[[ DATA open ]]

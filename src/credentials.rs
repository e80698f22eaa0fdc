//! Service account key loading.
//!
//! Reads the JSON key downloaded from the cloud console and turns it into an
//! [`AuthenticatedClient`]. Nothing here touches the network; the first token
//! is fetched lazily by the report call.

use std::io::Cursor;
use std::path::Path;

use log::{debug, info};
use ring::signature::RsaKeyPair;
use serde::Deserialize;

use crate::auth::{AuthenticatedClient, JwtTokenSource};
use crate::config::{ANALYTICS_READONLY_SCOPE, DEFAULT_TOKEN_URI};
use crate::error::{CredentialError, KeyParseError};
use crate::transport::UreqTransport;

const SERVICE_ACCOUNT_TYPE: &str = "service_account";

/// The subset of a service account key file this tool uses.
#[derive(Debug, Clone, Deserialize)]
pub struct ServiceAccountKey {
    #[serde(rename = "type", default)]
    pub key_type: Option<String>,
    #[serde(default)]
    pub private_key_id: Option<String>,
    pub private_key: String,
    pub client_email: String,
    #[serde(default)]
    pub token_uri: Option<String>,
}

impl ServiceAccountKey {
    pub fn from_slice(bytes: &[u8]) -> Result<Self, KeyParseError> {
        let key: ServiceAccountKey = serde_json::from_slice(bytes)?;

        if let Some(ref t) = key.key_type {
            if t != SERVICE_ACCOUNT_TYPE {
                return Err(KeyParseError::WrongType(t.clone()));
            }
        }
        if key.client_email.trim().is_empty() {
            return Err(KeyParseError::EmptyField("client_email"));
        }
        if key.private_key.trim().is_empty() {
            return Err(KeyParseError::EmptyField("private_key"));
        }

        Ok(key)
    }

    pub fn token_uri(&self) -> &str {
        self.token_uri
            .as_deref()
            .map(str::trim)
            .filter(|u| !u.is_empty())
            .unwrap_or(DEFAULT_TOKEN_URI)
    }

    pub fn signing_key(&self) -> Result<RsaKeyPair, KeyParseError> {
        parse_private_key(&self.private_key)
    }

    /// Token source for `scope` backed by this key.
    pub fn token_source(&self, scope: &str) -> Result<JwtTokenSource, KeyParseError> {
        Ok(JwtTokenSource::new(
            self.client_email.as_str(),
            self.token_uri(),
            scope,
            self.signing_key()?,
        ))
    }
}

/// Decode the first PKCS#8 or PKCS#1 RSA key found in `pem`.
pub fn parse_private_key(pem: &str) -> Result<RsaKeyPair, KeyParseError> {
    let mut reader = Cursor::new(pem.as_bytes());
    loop {
        let item =
            rustls_pemfile::read_one(&mut reader).map_err(|e| KeyParseError::Pem(e.to_string()))?;
        match item {
            Some(rustls_pemfile::Item::Pkcs8Key(der)) => {
                return RsaKeyPair::from_pkcs8(der.secret_pkcs8_der())
                    .map_err(|e| KeyParseError::Rsa(e.to_string()));
            }
            Some(rustls_pemfile::Item::Pkcs1Key(der)) => {
                return RsaKeyPair::from_der(der.secret_pkcs1_der())
                    .map_err(|e| KeyParseError::Rsa(e.to_string()));
            }
            Some(_) => continue,
            None => return Err(KeyParseError::Pem("no private key block found".to_string())),
        }
    }
}

/// Read and parse the key at `path`.
pub fn read_key_file(path: &Path) -> Result<ServiceAccountKey, CredentialError> {
    let bytes = std::fs::read(path).map_err(|source| CredentialError::Read {
        path: path.to_path_buf(),
        source,
    })?;
    ServiceAccountKey::from_slice(&bytes).map_err(|source| CredentialError::Parse {
        path: path.to_path_buf(),
        source,
    })
}

/// Load the key at `path` and build a read-only Analytics token source from it.
pub fn load_token_source(path: &Path) -> Result<JwtTokenSource, CredentialError> {
    let key = read_key_file(path)?;
    debug!(
        "Loaded key {} for {}",
        key.private_key_id.as_deref().unwrap_or("<unnamed>"),
        key.client_email
    );
    key.token_source(ANALYTICS_READONLY_SCOPE)
        .map_err(|source| CredentialError::Parse {
            path: path.to_path_buf(),
            source,
        })
}

/// Load the key at `path` and bind it to the default HTTP transport.
pub fn load_client(path: impl AsRef<Path>) -> Result<AuthenticatedClient, CredentialError> {
    let path = path.as_ref();
    let tokens = load_token_source(path)?;
    info!("Using service account {}", tokens.client_email());
    Ok(AuthenticatedClient::new(UreqTransport::new(), tokens))
}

[[ DATA closed ]]

*DIRECTIONS*:
Copy over exactly the lines above from the one with "pub fn read_key_file(path: &Path)" to the last, both included, and no others.

*WRITTEN ANSWER*:
pub fn read_key_file(path: &Path) -> Result<ServiceAccountKey, CredentialError> {
    let bytes = std::fs::read(path).map_err(|source| CredentialError::Read {
        path: path.to_path_buf(),
        source,
    })?;
    ServiceAccountKey::from_slice(&bytes).map_err(|source| CredentialError::Parse {
        path: path.to_path_buf(),
        source,
    })
}

/// Load the key at `path` and build a read-only Analytics token source from it.
pub fn load_token_source(path: &Path) -> Result<JwtTokenSource, CredentialError> {
    let key = read_key_file(path)?;
    debug!(
        "Loaded key {} for {}",
        key.private_key_id.as_deref().unwrap_or("<unnamed>"),
        key.client_email
    );
    key.token_source(ANALYTICS_READONLY_SCOPE)
        .map_err(|source| CredentialError::Parse {
            path: path.to_path_buf(),
            source,
        })
}

/// Load the key at `path` and bind it to the default HTTP transport.
pub fn load_client(path: impl AsRef<Path>) -> Result<AuthenticatedClient, CredentialError> {
    let path = path.as_ref();
    let tokens = load_token_source(path)?;
    info!("Using service account {}", tokens.client_email());
    Ok(AuthenticatedClient::new(UreqTransport::new(), tokens))
}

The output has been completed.